If only people between the ages of 18 to 29 voted, 38 states would support gay marriage, says a study by Jeffrey Lax and Justin Phillips of Columbia University. Will today's youngsters change their minds about gay marriage as they age? Don't count on it.

You may have heard a word or two about the Tea Party, which is fiscally focused. But the accompanying demise of Reagan-era groups like the Christian Coalition and the Moral Majority is just as important. The morality armies have failed to inspire their children to join the crusade.

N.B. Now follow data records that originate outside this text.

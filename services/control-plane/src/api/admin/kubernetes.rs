//! Cluster status inspection and a manual trigger to force the bootstrap
//! hub through the join-command refresh path on its next poll.

use axum::extract::State;
use axum::Json;
use serde::Serialize;

use crate::api::error::ApiError;
use crate::api::request_context::AdminAuth;
use crate::models::KubernetesClusterRow;
use crate::state::AppState;

pub async fn get_cluster(
    State(state): State<AppState>,
    _admin: AdminAuth,
) -> Result<Json<KubernetesClusterRow>, ApiError> {
    let row = sqlx::query_as::<_, KubernetesClusterRow>(
        r#"SELECT id, initialized, control_plane_node_id, advertise_address, pod_cidr,
                  service_cidr, kubernetes_version, worker_join_command, control_plane_join_command,
                  join_command_expires_at, updated_at
           FROM kubernetes_cluster WHERE id = 1"#,
    )
    .fetch_one(state.db().pool())
    .await?;
    Ok(Json(row))
}

#[derive(Debug, Serialize)]
pub struct RefreshJoinResponse {
    pub refreshed: bool,
}

/// Back-dates the join commands' expiry the same way a detected
/// `kubeadm-certs` secret expiry does, so the bootstrap hub's next poll
/// takes the `init`-refresh branch instead of handing out stale commands.
pub async fn refresh_join(
    State(state): State<AppState>,
    _admin: AdminAuth,
) -> Result<Json<RefreshJoinResponse>, ApiError> {
    let outcome = sqlx::query(
        r#"
        UPDATE kubernetes_cluster
        SET worker_join_command = NULL,
            control_plane_join_command = NULL,
            join_command_expires_at = now() - interval '1 hour',
            updated_at = now()
        WHERE id = 1 AND initialized = true
        "#,
    )
    .execute(state.db().pool())
    .await?;

    Ok(Json(RefreshJoinResponse {
        refreshed: outcome.rows_affected() > 0,
    }))
}
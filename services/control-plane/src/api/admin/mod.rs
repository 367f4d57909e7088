//! Operator-facing CRUD surface: node management, enrollment approval, SSH
//! keys, command queueing, IP pool/allocation inspection, deployment
//! settings, and Kubernetes cluster status. Thin by design — direct `sqlx`
//! queries against the tables in [`crate::models`], no business logic beyond
//! what the agent-facing modules already specify.

pub mod commands;
pub mod deployment_settings;
pub mod enrollment;
pub mod ip_pools;
pub mod kubernetes;
pub mod nodes;
pub mod ssh_keys;

use axum::routing::{delete, get, post};
use axum::Router;

use crate::state::AppState;

pub fn routes() -> Router<AppState> {
    Router::new()
        .route("/nodes", get(nodes::list_nodes))
        .route("/nodes/{id}", get(nodes::get_node).patch(nodes::patch_node))
        .route("/nodes/{id}/decommission", post(nodes::decommission_node))
        .route("/enrollment-requests", get(enrollment::list_requests))
        .route("/enrollment-requests/{id}/approve", post(enrollment::approve))
        .route("/enrollment-requests/{id}/reject", post(enrollment::reject))
        .route("/nodes/{id}/ssh-keys", get(ssh_keys::list_for_node).post(ssh_keys::create))
        .route("/ssh-keys/{id}", delete(ssh_keys::delete_key))
        .route("/nodes/{id}/commands", get(commands::list_for_node).post(commands::create))
        .route("/ip-pools", get(ip_pools::list_pools))
        .route("/ip-pools/{id}/allocations", get(ip_pools::list_allocations))
        .route(
            "/deployment-settings",
            get(deployment_settings::get_settings).put(deployment_settings::update_settings),
        )
        .route("/kubernetes/cluster", get(kubernetes::get_cluster))
        .route("/kubernetes/refresh-join", post(kubernetes::refresh_join))
}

I'm not saying that Smith isn't correct, he may be, and in my more saturnine moments I fear he is, but it must be said that the views of the young are notoriously volatile, and it's risky to base predictions of the future of our culture conflicts on such a mercurial demographic.

Young people are almost always more liberal than their parents, and they grow increasingly more conservative as they have their own families and experience more of life. Even people who count themselves as liberal today are probably less so now than they were in their late teens and twenties.

For example, the finding that if only the young voted 38 states would support gay marriage is doubtless true, but it probably would have been true forty years ago as well.

Neither does Smith's claim that Sarah Palin would support legalizing marijuana amount to much as an augur of the future because it's really nothing new. Conservative icon Bill Buckley came out for marijuana's legalization back in the 1970s. Nor has interracial marriage been an issue for conservatives for at least a generation. A number of prominent conservatives have mixed race families, either by marriage or adoption. No one is more revered among conservatives than Supreme Court justice Clarence Thomas, and, though he's black, Mrs. Thomas, also a popular conservative activist, is white.

In other words, the youthful attitudes Smith points to as storm clouds on the horizon for cultural conservatives have been around for a long time and yet the culture war still rages. Perhaps Smith is reading into the current shape of the clouds his own hopes for the future.

At any rate, Mr. Smith may be correct, but I think it's a little too early to be prognosticating what society will look like a few decades down the road. History takes strange twists, and it often doesn't take much to nudge it onto a completely different path.